Некоторое время Хламида молчал, супя брови. Наконец встал — и улыбнулся присутствующим самой очаровательной из своих улыбок, располагавшей к нему и закоренелых недоброжелателей.
— Тут прозвучало много лестных слов обо мне, я — не стою их, мне все казалось, что говорят о моем брате, даже — о двоюродном, — глуховато заговорил он, не забывая покашливать. Оканье его было менее заметным, чем у Горбунова. Тире в устной речи он расставлял так же часто, как в письменной: Ять так и видел их. Так же говорили и все его герои, даже в мемуарах. — Но — не стану тратить время на опровержение сих чрезмерных похвал, ибо не для того мы столь поздно собрались тут. Вопрос, который задали вы, и меня тревожит, ибо — все мы люди литературные — чувствуете вы в моих несвоевременных писаниях некую неполноту, и — есть она. Иные большевики, что понеразумней, думают, что я в глухой оппозиции, а я, по правде сказать, и сам не знаю, ибо — для оппозиции надобно видеть позицию, как говорил французский социалист Лафарг. А я позиции еще не вижу, нет, не вижу. Он помолчал, прошелся перед притихшими елагинцами, сел на стул.
— Я — многих из них знаю, они — разные, и — большую я вижу за ними силу. Но — как бы этой силе не загубить дело, за которое тысячи лучших людей, интеллигентов, ваших друзей и братьев, отдавали жизни свои.
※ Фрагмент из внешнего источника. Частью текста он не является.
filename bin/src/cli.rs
use clap::Parser;
use std::path::PathBuf;

/// Command-line interface configuration
#[derive(Debug, Parser)]
#[command(author, version, about, long_about = None)]
pub struct Cli {
    /// Settings file to use instead of the default location
    #[arg(long, global = true, env = "WREN_CONFIG")]
    pub config: Option<PathBuf>,

    /// Log file, or a directory to create one in
    #[arg(long, global = true)]
    pub log_file: Option<PathBuf>,

    #[command(subcommand)]
    pub command: Command,
}

/// Available CLI commands
#[derive(Debug, clap::Subcommand)]
pub enum Command {
    /// Highlight a Java or Kotlin file and print it with ANSI colors
    Highlight {
        file: PathBuf,

        /// Skip token based highlighting
        #[arg(long)]
        no_lexical: bool,

        /// Skip syntax tree based highlighting
        #[arg(long)]
        no_semantic: bool,

        /// Record the file as last opened in the settings file
        #[arg(long)]
        remember: bool,
    },
    /// Print the token stream of a Java or Kotlin file
    Tokens { file: PathBuf },
}
use chrono::{DateTime, Utc};
use schemars::JsonSchema;
use serde::{Deserialize, Serialize};

use crate::enums::MilestoneType;

/// Training progress of one beneficiary.
#[derive(Debug, Clone, Serialize, Deserialize, JsonSchema, PartialEq)]
pub struct ProgressRecord {
    pub id: String,
    pub beneficiary_id: String,
    /// 0 to 100.
    pub training_pct: f64,
    pub last_assessment_id: Option<String>,
    /// 0 to 100, absent until the first assessment.
    pub last_skillscore: Option<f64>,
    pub last_updated: DateTime<Utc>,
    pub milestones: Vec<Milestone>,
}

/// A milestone appended to a progress record. Never removed.
#[derive(Debug, Clone, Serialize, Deserialize, JsonSchema, PartialEq)]
pub struct Milestone {
    #[serde(rename = "type")]
    pub milestone_type: MilestoneType,
    pub achieved_at: DateTime<Utc>,
    pub metadata: serde_json::Value,
}
//! Flat CSV export: one row per beneficiary.

use csv::{Terminator, WriterBuilder};

use super::{ExportData, ExportRow, RenderError, day};

const NOT_AVAILABLE: &str = "N/A";

const HEADERS: [&str; 10] = [
    "Programme Code",
    "Programme Name",
    "Beneficiary ID",
    "Status",
    "Enrolled Date",
    "Training %",
    "Last SkillScore",
    "Placement Status",
    "CTC",
    "Join Date",
];

const PII_HEADERS: [&str; 3] = ["Learner ID", "Institution ID", "Cohort Code"];

/// PII columns go right after the programme name.
const PII_POSITION: usize = 2;

pub(super) fn render_csv(data: &ExportData) -> Result<Vec<u8>, RenderError> {
    let mut writer = WriterBuilder::new()
        .terminator(Terminator::Any(b'\n'))
        .from_writer(Vec::new());

    let mut headers: Vec<&str> = HEADERS.to_vec();
    if data.include_pii {
        headers.splice(PII_POSITION..PII_POSITION, PII_HEADERS);
    }
    writer.write_record(&headers)?;

    for row in &data.rows {
        writer.write_record(record(data, row))?;
    }

    writer
        .into_inner()
        .map_err(|e| RenderError::Buffer(e.to_string()))
}

fn record(data: &ExportData, row: &ExportRow) -> Vec<String> {
    let b = &row.beneficiary;
    let progress = row.progress.as_ref();
    let placement = row.placement.as_ref();

    let mut fields = vec![
        data.programme.code.clone(),
        data.programme.name.clone(),
        b.id.clone(),
        b.status.to_string(),
        day(b.enrolled_at),
        progress.map_or(0.0, |p| p.training_pct).to_string(),
        progress
            .and_then(|p| p.last_skillscore)
            .unwrap_or(0.0)
            .to_string(),
        placement.map_or_else(|| NOT_AVAILABLE.to_string(), |p| p.status.to_string()),
        placement.and_then(|p| p.ctc).unwrap_or(0.0).to_string(),
        placement
            .and_then(|p| p.join_date)
            .map_or_else(|| NOT_AVAILABLE.to_string(), day),
    ];
    if data.include_pii {
        let pii = [
            b.learner_id.clone(),
            b.institution_id.clone().unwrap_or_else(|| NOT_AVAILABLE.to_string()),
            b.cohort_code.clone().unwrap_or_else(|| NOT_AVAILABLE.to_string()),
        ];
        fields.splice(PII_POSITION..PII_POSITION, pii);
    }
    fields
}

#[cfg(test)]
mod tests {
    use super::*;
    use crate::render::fixtures;
    use pretty_assertions::assert_eq;
    use skt_core::enums::SponsorType;

    fn lines(data: &ExportData) -> Vec<String> {
        String::from_utf8(render_csv(data).unwrap())
            .unwrap()
            .lines()
            .map(String::from)
            .collect()
    }

    #[test]
    fn without_pii() {
        let lines = lines(&fixtures::data(SponsorType::Gov, false));
        assert_eq!(
            lines,
            vec![
                "Programme Code,Programme Name,Beneficiary ID,Status,Enrolled Date,Training %,Last SkillScore,Placement Status,CTC,Join Date",
                "PSD25,Pune Skilling Drive,ben-00000001,PLACED,2025-01-02,100,72.5,JOINED,240000,2025-03-01",
                "PSD25,Pune Skilling Drive,ben-00000002,ENROLLED,2025-01-02,0,0,N/A,0,N/A",
            ]
        );
    }

    #[test]
    fn pii_columns_follow_programme_name() {
        let lines = lines(&fixtures::data(SponsorType::Gov, true));
        assert!(lines[0].starts_with(
            "Programme Code,Programme Name,Learner ID,Institution ID,Cohort Code,Beneficiary ID,"
        ));
        assert!(lines[2].starts_with(
            "PSD25,Pune Skilling Drive,LEARNER002,ITI-PUNE,N/A,ben-00000002,"
        ));
    }

    #[test]
    fn quotes_fields_with_commas() {
        let mut data = fixtures::data(SponsorType::Csr, false);
        data.programme.name = "Skilling, Phase 2".into();
        data.rows.truncate(1);
        let lines = lines(&data);
        assert!(lines[1].starts_with("PSD25,\"Skilling, Phase 2\",ben-00000001,"));
    }
}
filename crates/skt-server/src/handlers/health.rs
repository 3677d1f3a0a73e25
//! Health check endpoint.

use axum::Json;
use axum::extract::State;
use serde::{Deserialize, Serialize};

use crate::state::AppState;

#[derive(Debug, Clone, Serialize, Deserialize, PartialEq, Eq)]
pub struct HealthResponse {
    pub status: String,
    pub version: String,
    pub uptime_seconds: u64,
    pub database: String,
}

/// `GET /health`. Always 200; a failed database ping reports `degraded`.
pub async fn health_check(State(state): State<AppState>) -> Json<HealthResponse> {
    let (status, database) = match state.svc.db().ping().await {
        Ok(()) => ("healthy", "connected"),
        Err(e) => {
            tracing::warn!(error = %e, "database ping failed");
            ("degraded", "disconnected")
        }
    };
    Json(HealthResponse {
        status: status.to_string(),
        version: env!("CARGO_PKG_VERSION").to_string(),
        uptime_seconds: state.uptime_seconds(),
        database: database.to_string(),
    })
}
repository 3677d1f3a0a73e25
pub mod audit;
pub mod programmes;
pub mod schema;
pub mod seed;
pub mod serve;
pub mod shared;

use skt_config::SktConfig;

use crate::bootstrap;
use crate::cli::{Commands, GlobalFlags};

/// Route a parsed command to its handler. `schema` is handled before the
/// configuration is loaded.
pub async fn dispatch(command: Commands, config: SktConfig, flags: &GlobalFlags) -> anyhow::Result<()> {
    match command {
        Commands::Serve(args) => serve::handle(&args, config).await,
        Commands::Seed(args) => {
            let svc = bootstrap::open_service(&config).await?;
            seed::handle(&args, &svc, flags).await
        }
        Commands::Programmes(args) => {
            let svc = bootstrap::open_service(&config).await?;
            programmes::handle(&args, &svc, flags).await
        }
        Commands::Audit(args) => {
            let svc = bootstrap::open_service(&config).await?;
            audit::handle(&args, &svc, flags).await
        }
        Commands::Schema(args) => schema::handle(&args, flags),
    }
}
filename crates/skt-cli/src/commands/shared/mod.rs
pub mod parse;
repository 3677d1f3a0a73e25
//! ID prefixes for every stored entity.
//!
//! IDs are generated as `{prefix}-{8 hex chars}` by `SktDb::generate_id`.

pub const PREFIX_PROGRAMME: &str = "prg";
pub const PREFIX_TARGET: &str = "tgt";
pub const PREFIX_FUNDING_RULE: &str = "fnd";
pub const PREFIX_BENEFICIARY: &str = "ben";
pub const PREFIX_PROGRESS: &str = "prr";
pub const PREFIX_PLACEMENT: &str = "plc";
pub const PREFIX_EVIDENCE: &str = "evb";
pub const PREFIX_EXPORT: &str = "exp";
pub const PREFIX_AUDIT: &str = "aud";

pub const ALL_PREFIXES: &[&str] = &[
    PREFIX_PROGRAMME,
    PREFIX_TARGET,
    PREFIX_FUNDING_RULE,
    PREFIX_BENEFICIARY,
    PREFIX_PROGRESS,
    PREFIX_PLACEMENT,
    PREFIX_EVIDENCE,
    PREFIX_EXPORT,
    PREFIX_AUDIT,
];
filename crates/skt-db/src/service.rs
//! Service layer orchestrating database mutations with the audit trail.
//!
//! `SktService` wraps `SktDb` (raw database access) plus the settings the
//! background jobs need. All repo methods are implemented as `impl SktService`
//! blocks, one file per entity under `repos/`.

use std::path::{Path, PathBuf};

use skt_config::SktConfig;

use crate::SktDb;
use crate::error::DatabaseError;

/// Orchestrates database mutations with the audit trail.
///
/// Every mutation method follows this protocol:
/// 1. Validate references (programme or beneficiary exists)
/// 2. Execute SQL
/// 3. Append an audit event
pub struct SktService {
    db: SktDb,
    export_dir: Option<PathBuf>,
}

impl SktService {
    /// Create a new service wrapping a local database.
    ///
    /// # Arguments
    ///
    /// * `db_path` - Path to the libSQL database file, or `":memory:"` for tests.
    ///
    /// # Errors
    ///
    /// Returns `DatabaseError` if the database cannot be opened.
    pub async fn new_local(db_path: &str) -> Result<Self, DatabaseError> {
        let db = SktDb::open_local(db_path).await?;
        Ok(Self::from_db(db))
    }

    /// Open the database named by `config.database.path`, creating its parent
    /// directory if needed, and apply the job settings.
    ///
    /// # Errors
    ///
    /// Returns `DatabaseError` if the directory cannot be created or the
    /// database cannot be opened.
    pub async fn from_config(config: &SktConfig) -> Result<Self, DatabaseError> {
        if !config.database.is_in_memory() {
            if let Some(parent) = Path::new(&config.database.path).parent() {
                if !parent.as_os_str().is_empty() {
                    std::fs::create_dir_all(parent).map_err(|e| {
                        DatabaseError::Other(anyhow::anyhow!(
                            "failed to create database directory {}: {e}",
                            parent.display()
                        ))
                    })?;
                }
            }
        }
        let svc = Self::new_local(&config.database.path).await?;
        Ok(svc.with_export_dir(config.jobs.export_dir()))
    }

    /// Create from an existing `SktDb` (for testing).
    #[must_use]
    pub const fn from_db(db: SktDb) -> Self {
        Self {
            db,
            export_dir: None,
        }
    }

    /// Write rendered exports beneath `dir`. `None` disables writing.
    #[must_use]
    pub fn with_export_dir(mut self, dir: Option<PathBuf>) -> Self {
        self.export_dir = dir;
        self
    }

    /// Access the underlying database handle.
    #[must_use]
    pub const fn db(&self) -> &SktDb {
        &self.db
    }

    /// Directory rendered exports are written beneath, if any.
    #[must_use]
    pub fn export_dir(&self) -> Option<&Path> {
        self.export_dir.as_deref()
    }
}

#[cfg(test)]
mod tests {
    use super::*;

    #[tokio::test]
    async fn new_local_in_memory() {
        let svc = SktService::new_local(":memory:").await.unwrap();
        assert!(svc.export_dir().is_none());
        svc.db().ping().await.unwrap();
    }

    #[tokio::test]
    async fn from_config_creates_parent_dir() {
        let dir = tempfile::TempDir::new().unwrap();
        let mut config = SktConfig::default();
        config.database.path = dir
            .path()
            .join("nested/portal.db")
            .to_string_lossy()
            .into_owned();
        config.jobs.export_dir = dir.path().join("out").to_string_lossy().into_owned();

        let svc = SktService::from_config(&config).await.unwrap();
        assert!(dir.path().join("nested").is_dir());
        assert_eq!(svc.export_dir(), Some(dir.path().join("out").as_path()));
    }
}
Есть ли опасность, что вместо революции будет бунт, в котором голос интеллигенции попросту захлебнется? Есть, и — уже осуществляется. Так что решить нам всем предстоит — одно: что делать, если дело безнадежно? Стоит ли лапки поднять — или попытаемся хоть помереть достойно?
— А вы полагаете, что с режимом ничего уже сделать нельзя? — Ять узнал голос Алексеева. Хламида прищурился.
— Не подойдете ли ближе, не вижу лица вашего, так — отвечать трудно…
— А мне трудно встать, — насмешливо отвечал Алексеев из темноты. — Я буду постарше, не взыщите.
— Гм… ну что ж, — Хламида своевременно закашлялся. — Не буду скрывать: в случае перехода вашего в оппозицию шансы на победу представляются мне не просто иллюзорными, а и — прямо сказать — не существующими вовсе. Сами же они еще не выбрали, по какому пути идти, и я не для того пишу, чтобы им помешать, а напротив — чтобы путь, по которому они пойдут, был не вовсе смертелен… для нас с вами. Ошибиться — можно, больше того, не ошибиться — почти нельзя. Однако ежели теперь им помочь, их направить — есть шанс еще увидеть Россию достойной.